Me alegra de corazón que no haya pasado a mayores. Pero insto a las autoridades a que lo destituyan en caso de que no adquiera un estilo de vida sano, acorde con las necesidades de la Constitución. Él se lo buscó. Ha procurado el poder de manera tan voraz, que se merece adquirir los hábitos de una vida saludable como castigo.
Quiero verlo, pues, entregado a los batidos de Herbalife; masticando chicles Nicorette mientras camina en el parque El Virrey en sudadera un lunes cualquiera; observando filminas de pulmones destrozados en un grupo de autoayuda. Exijo que arme crucigramas con sus escoltas, recoja en persona a su hija en la universidad y acompañe a su esposa Luz María a depilación en Bellísima.

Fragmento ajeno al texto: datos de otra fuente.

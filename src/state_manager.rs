//! Transaction state machine for a physical connection
//!
//! Every physical connection carries one [`StateManager`]. The transactional
//! coordinators consult it before and after each connection-level
//! begin/commit/rollback/XA call, so that the connection can never be driven
//! into an illegal sequence such as committing a global transaction that was
//! never ended.
//!
//! # Transitions
//!
//! | Action | Valid from | Next state |
//! |---|---|---|
//! | `XA_START` | `NO_TRANSACTION_ACTIVE` | `GLOBAL_TRANSACTION_ACTIVE` |
//! | `XA_END` | `GLOBAL_TRANSACTION_ACTIVE` | `TRANSACTION_ENDING` |
//! | `XA_END_FAIL` | `GLOBAL_TRANSACTION_ACTIVE`, `TRANSACTION_ENDING` | `TRANSACTION_FAIL` |
//! | `XA_COMMIT`, `XA_READONLY` | `TRANSACTION_ENDING`, `RECOVERY_IN_PROGRESS` | `NO_TRANSACTION_ACTIVE` |
//! | `XA_ROLLBACK` | `TRANSACTION_ENDING`, `RECOVERY_IN_PROGRESS` | `NO_TRANSACTION_ACTIVE` |
//! | `XA_ROLLBACK` | `TRANSACTION_FAIL` | `TRANSACTION_FAIL` |
//! | `XA_RECOVER` | any | `RECOVERY_IN_PROGRESS` |
//! | `XA_FORGET` | any | `NO_TRANSACTION_ACTIVE` |
//! | `LT_BEGIN` | `NO_TRANSACTION_ACTIVE` | `LOCAL_TRANSACTION_ACTIVE` |
//! | `LT_COMMIT`, `LT_ROLLBACK` | `LOCAL_TRANSACTION_ACTIVE` | `NO_TRANSACTION_ACTIVE` |
//! | `EXECUTE` | `LOCAL_TRANSACTION_ACTIVE`, `GLOBAL_TRANSACTION_ACTIVE` | unchanged |
//! | `MC_CLEANUP` | any | `NO_TRANSACTION_ACTIVE` |
//! | `HEURISTIC_END` | any | `TRANSACTION_HEURISTIC_END` |
//!
//! A rolled-back failed transaction stays in `TRANSACTION_FAIL` until the
//! connection is cleaned up.

use std::fmt;

use crate::error::{Error, Result};

/// Transaction state of a physical connection
#[derive(Debug, Clone, Copy, PartialEq, Eq, Hash, Default)]
pub enum TransactionState {
    /// No transaction
    #[default]
    NoTransactionActive,
    /// Application-demarcated local transaction
    LocalTransactionActive,
    /// XA transaction branch started
    GlobalTransactionActive,
    /// XA branch ended, awaiting completion
    TransactionEnding,
    /// XA branch ended with failure
    TransactionFail,
    /// Completed heuristically
    TransactionHeuristicEnd,
    /// Transaction manager recovery scan in progress
    RecoveryInProgress,
}

impl TransactionState {
    /// All states
    pub const ALL: [TransactionState; 7] = [
        TransactionState::NoTransactionActive,
        TransactionState::LocalTransactionActive,
        TransactionState::GlobalTransactionActive,
        TransactionState::TransactionEnding,
        TransactionState::TransactionFail,
        TransactionState::TransactionHeuristicEnd,
        TransactionState::RecoveryInProgress,
    ];

    /// Diagnostic name
    pub fn as_str(&self) -> &'static str {
        match self {
            TransactionState::NoTransactionActive => "NO_TRANSACTION_ACTIVE",
            TransactionState::LocalTransactionActive => "LOCAL_TRANSACTION_ACTIVE",
            TransactionState::GlobalTransactionActive => "GLOBAL_TRANSACTION_ACTIVE",
            TransactionState::TransactionEnding => "TRANSACTION_ENDING",
            TransactionState::TransactionFail => "TRANSACTION_FAIL",
            TransactionState::TransactionHeuristicEnd => "TRANSACTION_HEURISTIC_END",
            TransactionState::RecoveryInProgress => "RECOVERY_IN_PROGRESS",
        }
    }

    /// State reached by applying `action`, or `None` if the action is illegal here
    pub fn next(self, action: TransactionAction) -> Option<TransactionState> {
        use TransactionAction as A;
        use TransactionState as S;

        match (action, self) {
            (A::XaStart, S::NoTransactionActive) => Some(S::GlobalTransactionActive),
            (A::XaEnd, S::GlobalTransactionActive) => Some(S::TransactionEnding),
            (A::XaEndFail, S::GlobalTransactionActive | S::TransactionEnding) => {
                Some(S::TransactionFail)
            }
            (
                A::XaCommit | A::XaReadOnly | A::XaRollback,
                S::TransactionEnding | S::RecoveryInProgress,
            ) => Some(S::NoTransactionActive),
            (A::XaRollback, S::TransactionFail) => Some(S::TransactionFail),
            (A::XaRecover, _) => Some(S::RecoveryInProgress),
            (A::XaForget, _) => Some(S::NoTransactionActive),
            (A::LtBegin, S::NoTransactionActive) => Some(S::LocalTransactionActive),
            (A::LtCommit | A::LtRollback, S::LocalTransactionActive) => {
                Some(S::NoTransactionActive)
            }
            (A::Execute, S::LocalTransactionActive | S::GlobalTransactionActive) => Some(self),
            (A::McCleanup, _) => Some(S::NoTransactionActive),
            (A::HeuristicEnd, _) => Some(S::TransactionHeuristicEnd),
            _ => None,
        }
    }
}

impl fmt::Display for TransactionState {
    fn fmt(&self, f: &mut fmt::Formatter<'_>) -> fmt::Result {
        f.write_str(self.as_str())
    }
}

/// Actions that drive the transaction state machine
#[derive(Debug, Clone, Copy, PartialEq, Eq, Hash)]
pub enum TransactionAction {
    /// Begin a local transaction
    LtBegin,
    /// Commit a local transaction
    LtCommit,
    /// Roll back a local transaction
    LtRollback,
    /// Start an XA branch
    XaStart,
    /// End an XA branch successfully
    XaEnd,
    /// End an XA branch with failure
    XaEndFail,
    /// Commit an XA branch
    XaCommit,
    /// Roll back an XA branch
    XaRollback,
    /// Recovery scan
    XaRecover,
    /// Forget a heuristically completed branch
    XaForget,
    /// Run work on the connection
    Execute,
    /// Managed connection cleanup
    McCleanup,
    /// Heuristic completion
    HeuristicEnd,
    /// Branch voted read-only
    XaReadOnly,
}

impl TransactionAction {
    /// All actions
    pub const ALL: [TransactionAction; 14] = [
        TransactionAction::LtBegin,
        TransactionAction::LtCommit,
        TransactionAction::LtRollback,
        TransactionAction::XaStart,
        TransactionAction::XaEnd,
        TransactionAction::XaEndFail,
        TransactionAction::XaCommit,
        TransactionAction::XaRollback,
        TransactionAction::XaRecover,
        TransactionAction::XaForget,
        TransactionAction::Execute,
        TransactionAction::McCleanup,
        TransactionAction::HeuristicEnd,
        TransactionAction::XaReadOnly,
    ];

    /// Diagnostic name
    pub fn as_str(&self) -> &'static str {
        match self {
            TransactionAction::LtBegin => "LT_BEGIN",
            TransactionAction::LtCommit => "LT_COMMIT",
            TransactionAction::LtRollback => "LT_ROLLBACK",
            TransactionAction::XaStart => "XA_START",
            TransactionAction::XaEnd => "XA_END",
            TransactionAction::XaEndFail => "XA_END_FAIL",
            TransactionAction::XaCommit => "XA_COMMIT",
            TransactionAction::XaRollback => "XA_ROLLBACK",
            TransactionAction::XaRecover => "XA_RECOVER",
            TransactionAction::XaForget => "XA_FORGET",
            TransactionAction::Execute => "EXECUTE",
            TransactionAction::McCleanup => "MC_CLEANUP",
            TransactionAction::HeuristicEnd => "HEURISTIC_END",
            TransactionAction::XaReadOnly => "XA_READONLY",
        }
    }
}

impl fmt::Display for TransactionAction {
    fn fmt(&self, f: &mut fmt::Formatter<'_>) -> fmt::Result {
        f.write_str(self.as_str())
    }
}

/// Guard for the transaction state of one physical connection
///
/// Not synchronized; the owning connection serializes access.
#[derive(Debug, Clone, Default)]
pub struct StateManager {
    state: TransactionState,
}

impl StateManager {
    /// Create a state manager in `NO_TRANSACTION_ACTIVE`
    pub fn new() -> Self {
        Self::default()
    }

    /// Validate and perform a transition
    ///
    /// The state is left untouched when the transition is illegal.
    pub fn apply(&mut self, action: TransactionAction) -> Result<()> {
        let next = self.validate(action)?;
        if next != self.state {
            tracing::trace!(
                action = action.as_str(),
                from = self.state.as_str(),
                to = next.as_str(),
                "Transaction state transition"
            );
        }
        self.state = next;
        Ok(())
    }

    /// Validate a transition without performing it
    pub fn check_valid(&self, action: TransactionAction) -> Result<()> {
        self.validate(action).map(|_| ())
    }

    /// Current state
    pub fn state(&self) -> TransactionState {
        self.state
    }

    /// Diagnostic name of the current state
    pub fn state_name(&self) -> &'static str {
        self.state.as_str()
    }

    /// Overwrite the state without validation
    ///
    /// Only for reassociating a connection handle with a managed connection.
    pub fn set_unconditionally(&mut self, state: TransactionState) {
        tracing::debug!(
            from = self.state.as_str(),
            to = state.as_str(),
            "Transaction state set without validation"
        );
        self.state = state;
    }

    fn validate(&self, action: TransactionAction) -> Result<TransactionState> {
        self.state.next(action).ok_or_else(|| {
            tracing::debug!(
                action = action.as_str(),
                state = self.state.as_str(),
                "Rejected transaction state transition"
            );
            Error::IllegalTransition {
                action,
                state: self.state,
            }
        })
    }
}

Aquellos tiempos, en que era un vicepresidente de tripa creciente y desabrochada que se paseaba de obra en obra por todo el país, deben dar paso ahora a unas rutinas aciagas, en las que el doctor Vargas Lleras haga yoga en trusa y se reúna con sus antiguos contertulios del colegio José Joaquín Casas para repasar los días felices en que eran biyis.
Ese es el Vargas Lleras que exigimos para 2016. Un vicepresidente que cumpla con su deber de no enfermarse; que no vuelva a gritar como gamín; que no hable de nuevo con la boca llena; ni fume y coma al mismo tiempo; ni bote el humo por la nariz mientras chasquea. Un vicepresidente, en fin, que no haga alianzas con parapolíticos, al menos no mientras come alimentos altos en grasa; ni pesque –la media mano dentro del bolsillo del pantalón– mientras se dirige al respetable; ni se gaste la chequera estatal en su propia promoción, al menos no si a la vez consume bebidas oscuras.
Víctima de sus propios excesos, el doctor Vargas Lleras es el Amy Winehouse de la política nacional. Me alivia conocer que su caso no reviste gravedad, y que la única enfermedad que sigue padeciendo es la de las malas compañías.
Si sus subalternos pensaban que era bravo, que se esperen a que deje el cigarrillo. Pero es el sacrificio al que se deben someter quienes suponen que el vice está para grandes cosas: incluso para igualar a Pachito.